Multimodal Metabolic Nanoscopy for Studying Aging and Related Diseases
Abstract
Understanding how metabolism functions in multicellular organisms is essential for revealing the fundamental mechanisms of numerous biological processes. Metabolism involves the creation, transformation, and breakdown of biomolecules, acting according to genetic instructions. Traditional imaging techniques like MRI, PET, fluorescence, and mass spectrometry come with limitations. In contrast, stimulated Raman scattering (SRS), a non-linear vibrational imaging microscopy technique, offers chemically specific images with high resolution, deep penetration, and the ability to quantify. Our research has developed and combined deuterium-probed picosecond stimulated Raman scattering (DO SRS), multiphoton fluorescence (MPF), and second harmonic generation (SHG) into a unified nanoscopy. This tool is designed for studying metabolic changes in aging and diseases. The process of enzymatic incorporation of deuterium generates carbon-deuterium (C-D) bonds in newly formed molecules, detectable by DO-SRS within the spectral cell silence region of the Raman spectrum, which identifies them apart from older molecules.
One significant finding is that lipid turnover decreases faster in aged female Drosophila compared to males.
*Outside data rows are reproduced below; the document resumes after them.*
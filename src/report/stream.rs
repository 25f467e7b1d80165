// Output streams the host writes to

use std::fmt;
use std::io::{self, IsTerminal, Write};
use std::sync::{Arc, Mutex};

/// Identity of an output stream. Two `OutStream` handles compare equal
/// only when they share the same underlying sink.
#[derive(Debug, Clone, Copy, PartialEq, Eq, Hash, PartialOrd, Ord)]
pub struct StreamId(usize);

#[derive(Debug, Clone, Copy, PartialEq, Eq)]
enum StreamKind {
    Stdout,
    Writer,
}

/// Shared, cloneable handle to a text sink.
#[derive(Clone)]
pub struct OutStream {
    sink: Arc<Mutex<Box<dyn Write + Send>>>,
    kind: StreamKind,
}

/// In-memory sink whose contents can be read back.
#[derive(Debug, Clone, Default)]
pub struct SharedBuffer(Arc<Mutex<Vec<u8>>>);

impl SharedBuffer {
    pub fn new() -> Self {
        Self::default()
    }

    pub fn contents(&self) -> String {
        let bytes = self.0.lock().map(|b| b.clone()).unwrap_or_default();
        String::from_utf8_lossy(&bytes).into_owned()
    }

    /// Bytes written so far.
    pub fn len(&self) -> usize {
        self.0.lock().map(|b| b.len()).unwrap_or_default()
    }

    pub fn is_empty(&self) -> bool {
        self.len() == 0
    }
}

impl Write for SharedBuffer {
    fn write(&mut self, buf: &[u8]) -> io::Result<usize> {
        let mut inner = self
            .0
            .lock()
            .map_err(|_| io::Error::other("buffer lock poisoned"))?;
        inner.extend_from_slice(buf);
        Ok(buf.len())
    }

    fn flush(&mut self) -> io::Result<()> {
        Ok(())
    }
}

impl OutStream {
    /// The process's primary output.
    pub fn stdout() -> Self {
        Self {
            sink: Arc::new(Mutex::new(Box::new(io::stdout()))),
            kind: StreamKind::Stdout,
        }
    }

    /// Wrap an arbitrary writer.
    pub fn from_writer<W: Write + Send + 'static>(writer: W) -> Self {
        Self {
            sink: Arc::new(Mutex::new(Box::new(writer))),
            kind: StreamKind::Writer,
        }
    }

    /// An in-memory stream plus a handle for reading what was written.
    pub fn buffer() -> (Self, SharedBuffer) {
        let buffer = SharedBuffer::new();
        (Self::from_writer(buffer.clone()), buffer)
    }

    pub fn id(&self) -> StreamId {
        StreamId(Arc::as_ptr(&self.sink) as *const () as usize)
    }

    pub fn is_stdout(&self) -> bool {
        self.kind == StreamKind::Stdout
    }

    pub fn is_terminal(&self) -> bool {
        self.is_stdout() && io::stdout().is_terminal()
    }

    /// Column count of the terminal behind this stream, if there is one.
    pub fn columns(&self) -> Option<usize> {
        if !self.is_terminal() {
            return None;
        }
        console::Term::stdout()
            .size_checked()
            .map(|(_rows, cols)| cols as usize)
    }

    pub fn write_str(&self, text: &str) -> io::Result<()> {
        let mut sink = self
            .sink
            .lock()
            .map_err(|_| io::Error::other("output stream lock poisoned"))?;
        sink.write_all(text.as_bytes())?;
        sink.flush()
    }
}

impl fmt::Debug for OutStream {
    fn fmt(&self, f: &mut fmt::Formatter<'_>) -> fmt::Result {
        f.debug_struct("OutStream")
            .field("id", &self.id())
            .field("kind", &self.kind)
            .finish()
    }
}
// Reporter host lifecycle tests

use chrono::{DateTime, TimeZone, Utc};
use console::Style;
use reporthost::plugins::{BaseReporter, JsonReporter, ReporterPlugin};
use reporthost::report::{
    HostContext, HostError, MarkupError, OutStream, Palette, ReporterPluginHost,
};
use reporthost::state::{FormattedError, TestRunInfo};
use serde_json::{Value, json};
use std::io::{self, Write};
use std::sync::Arc;

fn at(secs: i64) -> DateTime<Utc> {
    Utc.timestamp_opt(1_700_000_000 + secs, 0).unwrap()
}

fn boom() -> Arc<dyn reporthost::report::RenderableError> {
    Arc::new(String::from("boom"))
}

#[test]
fn test_full_run_produces_report() {
    // Arrange
    let (stream, buffer) = OutStream::buffer();
    let mut host = ReporterPluginHost::base(Some(stream), "base");

    // Act
    host.report_task_start(at(0), vec!["Chrome 120".into()], 3, &json!([]), &json!({}))
        .unwrap();
    host.report_fixture_start("Login", "tests/login.js", &json!({ "owner": "web" }))
        .unwrap();
    host.report_test_done("signs in", TestRunInfo::passed(120), &json!({}))
        .unwrap();
    host.report_test_done("rejects bad password", TestRunInfo::failed(vec![boom()], 80), &json!({}))
        .unwrap();
    host.report_fixture_start("Cart", "tests/cart.js", &json!(null))
        .unwrap();
    host.report_test_done("adds item", TestRunInfo::skipped(), &json!({}))
        .unwrap();
    host.report_task_done(at(5), 1, vec!["slow selector".into()])
        .unwrap();

    // Assert
    let report = host.report();
    assert_eq!(report.start_time, Some(at(0)));
    assert_eq!(report.end_time, Some(at(5)));
    assert_eq!(report.user_agents, Some(vec!["Chrome 120".to_string()]));
    assert_eq!(report.total, 3);
    assert_eq!(report.passed, 1);
    assert_eq!(report.skipped, 1);
    assert_eq!(report.warnings, vec!["slow selector"]);
    assert_eq!(report.fixtures.len(), 2);
    assert_eq!(report.fixtures[0].tests.len(), 2);
    assert_eq!(report.fixtures[1].tests[0].name, "adds item");
    assert!(report.fixtures[1].tests[0].skipped);

    let written: Value = serde_json::from_str(&buffer.contents()).unwrap();
    assert_eq!(written["fixtures"][0]["path"], "tests/login.js");
    assert_eq!(written["fixtures"][0]["tests"][1]["errs"][0], "boom");
    assert_eq!(written["fixtures"][0]["tests"][0]["durationMs"], 120);
}

#[test]
fn test_two_fixture_scenario() {
    // Arrange
    let (stream, _) = OutStream::buffer();
    let mut host = ReporterPluginHost::base(Some(stream), "base");

    // Act
    host.report_task_start(at(0), vec!["chromeHeadless".into()], 3, &json!([]), &json!({}))
        .unwrap();
    host.report_fixture_start("f1", "f1.js", &json!({})).unwrap();
    host.report_test_done("a", TestRunInfo::passed(10), &json!({}))
        .unwrap();
    host.report_test_done("b", TestRunInfo::skipped(), &json!({}))
        .unwrap();
    host.report_fixture_start("f2", "f2.js", &json!({})).unwrap();
    host.report_test_done("c", TestRunInfo::passed(10), &json!({}))
        .unwrap();
    host.report_task_done(at(9), 2, vec![]).unwrap();

    // Assert
    let report = host.into_report();
    assert_eq!(report.start_time, Some(at(0)));
    assert_eq!(report.end_time, Some(at(9)));
    assert_eq!(report.user_agents, Some(vec!["chromeHeadless".to_string()]));
    assert_eq!((report.passed, report.total, report.skipped), (2, 3, 1));
    let sizes: Vec<_> = report.fixtures.iter().map(|f| f.tests.len()).collect();
    assert_eq!(sizes, vec![2, 1]);
    assert!(report.warnings.is_empty());
}

#[test]
fn test_report_keys_keep_their_order() {
    // Arrange
    let (stream, _) = OutStream::buffer();
    let mut host = ReporterPluginHost::base(Some(stream), "base");
    host.report_task_start(at(0), vec![], 0, &json!([]), &json!({}))
        .unwrap();
    host.report_task_done(at(1), 0, vec![]).unwrap();

    // Act
    let json = host.report().to_json_pretty().unwrap();

    // Assert
    let keys = [
        "\"startTime\"",
        "\"endTime\"",
        "\"userAgents\"",
        "\"passed\"",
        "\"total\"",
        "\"skipped\"",
        "\"fixtures\"",
        "\"warnings\"",
    ];
    let positions: Vec<usize> = keys.iter().map(|k| json.find(k).unwrap()).collect();
    assert!(positions.windows(2).all(|w| w[0] < w[1]), "{}", json);
}

#[test]
fn test_skips_counted_per_test_done() {
    let (stream, _) = OutStream::buffer();
    let mut host = ReporterPluginHost::base(Some(stream), "base");
    host.report_fixture_start("F", "f.js", &json!({})).unwrap();

    for name in ["a", "b", "c"] {
        host.report_test_done(name, TestRunInfo::skipped(), &json!({}))
            .unwrap();
    }
    host.report_test_done("d", TestRunInfo::passed(1), &json!({}))
        .unwrap();

    assert_eq!(host.report().skipped, 3);
    assert_eq!(host.report().test_count(), 4);
}

#[test]
fn test_test_done_without_fixture_fails() {
    // Arrange
    let (stream, _) = OutStream::buffer();
    let mut host = ReporterPluginHost::base(Some(stream), "base");

    // Act
    let err = host
        .report_test_done("orphan", TestRunInfo::passed(1), &json!({}))
        .unwrap_err();

    // Assert
    match err {
        HostError::NoActiveFixture { test } => assert_eq!(test, "orphan"),
        other => panic!("unexpected error: {other}"),
    }
    assert_eq!(host.report().test_count(), 0);
}

#[derive(Default)]
struct CountingPlugin {
    fixtures: usize,
}

impl ReporterPlugin for CountingPlugin {
    fn report_fixture_start(
        &mut self,
        host: &mut HostContext,
        name: &str,
        _path: &str,
        _meta: &Value,
    ) -> Result<(), HostError> {
        self.fixtures += 1;
        host.write(&format!("fixture {}: {}", self.fixtures, name))
            .newline();
        Ok(())
    }
}

#[test]
fn test_override_replaces_default_hook() {
    // Arrange
    let (stream, buffer) = OutStream::buffer();
    let mut host =
        ReporterPluginHost::new(Box::new(CountingPlugin::default()), Some(stream), "counting");

    // Act
    host.report_fixture_start("First", "a.js", &json!({})).unwrap();
    host.report_fixture_start("Second", "b.js", &json!({})).unwrap();

    // Assert
    assert_eq!(buffer.contents(), "fixture 1: First\nfixture 2: Second\n");
    assert!(host.report().fixtures.is_empty());
}

struct MagentaPlugin;

impl ReporterPlugin for MagentaPlugin {
    fn palette(&self, _use_colors: bool) -> Palette {
        let mut palette = Palette::new(true);
        palette.styles_mut().bold_red = Style::new().magenta();
        palette.styles_mut().bold = Style::new().underlined();
        palette
    }
}

#[test]
fn test_plugin_palette_reaches_format_error() {
    // Arrange
    let (stream, _) = OutStream::buffer();
    let host = ReporterPluginHost::new(Box::new(MagentaPlugin), Some(stream), "magenta");
    let err = MarkupError::new(r#"<div class="message">Boom</div> in <strong>step</strong>"#);

    // Act
    let formatted = host.format_error(&err, "");

    // Assert
    let magenta = Style::new().magenta().force_styling(true);
    let underlined = Style::new().underlined().force_styling(true);
    assert_eq!(
        formatted,
        format!("{} in {}", magenta.apply_to("Boom"), underlined.apply_to("step"))
    );
    assert_eq!(host.palette().bold("x"), underlined.apply_to("x").to_string());
}

#[test]
fn test_test_start_is_optional() {
    let (stream, buffer) = OutStream::buffer();
    let mut host = ReporterPluginHost::base(Some(stream), "base");

    let handled = host.report_test_start("t", &json!({})).unwrap();

    assert!(!handled);
    assert!(buffer.is_empty());
}

#[test]
fn test_json_reporter_indexes_markup_errors() {
    // Arrange
    let markup = concat!(
        r#"<div class="message">Element not found</div>"#,
        "\n\nBrowser: Chrome 120\n\n",
        r#"<div class="code-frame">"#,
        r#"<div class="code-line"><div class="code-line-num">11</div><div class="code-line-src">await t.maximizeWindow()</div></div>"#,
        r#"<div class="code-line-last"><div class="code-line-num-base">12</div><div class="code-line-src">.click('#go') // ReadyTest 4</div></div>"#,
        "</div>"
    );
    let (stream, _) = OutStream::buffer();
    let mut host = ReporterPluginHost::new(Box::new(JsonReporter::new()), Some(stream), "json");
    host.report_fixture_start("F", "f.js", &json!({})).unwrap();

    // Act
    let info = TestRunInfo::failed(vec![Arc::new(MarkupError::new(markup))], 40);
    host.report_test_done("t", info, &json!({})).unwrap();

    // Assert
    let errs = &host.report().fixtures[0].tests[0].errs;
    assert_eq!(
        errs[0],
        FormattedError::Indexed {
            message: "Element not found\n\nBrowser: Chrome 120\n".into(),
            action_index: Some(4),
        }
    );
    let serialized = serde_json::to_value(&errs[0]).unwrap();
    assert_eq!(serialized["actionIndex"], 4);
}

#[test]
fn test_json_reporter_never_uses_colors() {
    let host = ReporterPluginHost::new(Box::new(JsonReporter::new()), None, "json");
    assert!(!host.use_colors());
}

#[test]
fn test_report_written_at_current_indent() {
    // Arrange
    let (stream, buffer) = OutStream::buffer();
    let mut host = ReporterPluginHost::base(Some(stream), "base");
    host.set_indent(2);

    // Act
    host.report_task_done(at(0), 0, vec![]).unwrap();

    // Assert
    let contents = buffer.contents();
    assert!(contents.starts_with("  {"));
    assert!(
        contents
            .lines()
            .filter(|line| !line.is_empty())
            .all(|line| line.starts_with("  "))
    );
}

#[test]
fn test_text_helpers_are_exposed() {
    let (stream, _) = OutStream::buffer();
    let host = ReporterPluginHost::new(Box::new(BaseReporter), Some(stream), "base");

    assert_eq!(host.indent_string("a\nb", 2), "  a\n  b");
    assert_eq!(host.word_wrap("one two three", 0, 8), "one two \nthree");
    assert_eq!(host.escape_html("<a & 'b'>"), "&lt;a &amp; &#39;b&#39;&gt;");
}

#[test]
fn test_format_error_places_prefix_on_first_line() {
    let (stream, _) = OutStream::buffer();
    let host = ReporterPluginHost::base(Some(stream), "base");
    let err = String::from("first\nsecond");

    let rendered = host.format_error(&err, "1) ");

    assert_eq!(rendered, "1) first\n   second");
}

struct FailingWriter;

impl Write for FailingWriter {
    fn write(&mut self, _buf: &[u8]) -> io::Result<usize> {
        Err(io::Error::new(io::ErrorKind::BrokenPipe, "closed"))
    }

    fn flush(&mut self) -> io::Result<()> {
        Ok(())
    }
}

#[test]
fn test_write_failure_surfaces_from_hook() {
    // Arrange
    let stream = OutStream::from_writer(FailingWriter);
    let mut host = ReporterPluginHost::base(Some(stream), "base");

    // Act
    let result = host.report_task_done(at(0), 0, vec![]);

    // Assert
    match result {
        Err(HostError::Io(err)) => assert_eq!(err.kind(), io::ErrorKind::BrokenPipe),
        other => panic!("expected an io error, got {:?}", other.err()),
    }
    assert!(host.take_write_error().is_ok());
}
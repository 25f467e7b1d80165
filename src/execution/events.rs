// Lifecycle events - what a test runner reports, one JSON object per line

use chrono::{DateTime, Utc};
use serde::{Deserialize, Serialize};
use serde_json::Value;
use std::sync::Arc;

use crate::report::{MarkupError, RenderableError};
use crate::state::TestRunInfo;

/// Lifecycle event, tagged by its `event` field
#[derive(Debug, Clone, PartialEq, Serialize, Deserialize)]
#[serde(tag = "event", rename_all = "camelCase", rename_all_fields = "camelCase")]
pub enum LifecycleEvent {
    /// The run begins
    TaskStart {
        #[serde(default)]
        start_time: Option<DateTime<Utc>>,
        #[serde(default)]
        user_agents: Vec<String>,
        test_count: usize,
        #[serde(default)]
        test_structure: Value,
        #[serde(default)]
        task_properties: Value,
    },

    /// A fixture begins; following tests belong to it
    FixtureStart {
        name: String,
        #[serde(default)]
        path: String,
        #[serde(default)]
        meta: Value,
    },

    /// A test begins
    TestStart {
        name: String,
        #[serde(default)]
        meta: Value,
    },

    /// A test finished
    TestDone {
        name: String,
        #[serde(default)]
        meta: Value,
        #[serde(default)]
        run_info: RunInfoPayload,
    },

    /// The run finished
    TaskDone {
        #[serde(default)]
        end_time: Option<DateTime<Utc>>,
        passed: usize,
        #[serde(default)]
        warnings: Vec<String>,
    },
}

/// Serialized form of [`TestRunInfo`]. Errors are markup strings.
#[derive(Debug, Clone, Default, PartialEq, Serialize, Deserialize)]
#[serde(default, rename_all = "camelCase")]
pub struct RunInfoPayload {
    pub errs: Vec<String>,
    pub duration_ms: u64,
    pub unstable: bool,
    pub screenshot_path: Option<String>,
    pub skipped: bool,
    pub warnings: Vec<String>,
}

impl From<RunInfoPayload> for TestRunInfo {
    fn from(payload: RunInfoPayload) -> Self {
        let errs = payload
            .errs
            .into_iter()
            .map(|markup| Arc::new(MarkupError::new(markup)) as Arc<dyn RenderableError>)
            .collect();

        TestRunInfo {
            errs,
            duration_ms: payload.duration_ms,
            unstable: payload.unstable,
            screenshot_path: payload.screenshot_path,
            skipped: payload.skipped,
            warnings: payload.warnings,
        }
    }
}

impl LifecycleEvent {
    pub fn kind(&self) -> &'static str {
        match self {
            Self::TaskStart { .. } => "taskStart",
            Self::FixtureStart { .. } => "fixtureStart",
            Self::TestStart { .. } => "testStart",
            Self::TestDone { .. } => "testDone",
            Self::TaskDone { .. } => "taskDone",
        }
    }
}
Additionally, dietary restrictions, downregulation of the insulin/IGF-1 signaling (IIS) pathway, and AMPK activation significantly alter lipid metabolism in aged or Alzheimer’s-affected brains. The introduction of APoD and PRM algorithms has enhanced our current multimodal metabolic nanoscopy to deliver superresolution with hyperspectral volumetric imaging capabilities. By using deuterated molecules—including glucose, amino acids, fatty acids, and water molecules—as bioorthogonal probes, this technology provides insights into the metabolic heterogeneity of organs such as the brain, adipose tissue, liver, muscle, retina, and kidneys.
Biography
Lingyan Shi is currently an Associate Professor in the Shu Chien Gene Lay Department of Bioengineering at UCSD. She joined UCSD in 2019, following her postdoctoral training in the Department of Chemistry at Columbia University. Her lab at UCSD focuses on developing high-resolution metabolic nanoscopy to study aging processes and related diseases. Notably, she discovered the “Golden Window” for deep tissue imaging and pioneered the “DO-SRS” metabolic imaging platform, which visualizes metabolic dynamics in cells and tissues. At UC San Diego, her group further advanced stimulated Raman scattering (SRS) microscopy into super-resolution multiplex nanoscopy by developing A-PoD and PRM algorithms, revealing various lipid metabolic changes in organ tissues during aging and disease.
Dr. Shi holds 10 awarded patents and 8 pending. She won Blavatnik Regional Award for Young Scientists (2018), Nature Light Science & Applications’ Rising Star Award (2021), the Advancing Bioimaging Scialog Fellow Award 2023, the David L. Williams Lecture Scholarship Award (2023), the Sloan Research Fellowship in Chemistry (2023), the BMES Cellular Molecular Bioengineering Rising Star Faculty Award (2024), the Davos Summit iCANx Young Scientist Award (2024), and Featured in the 2025 Global Woman in Optics notebook.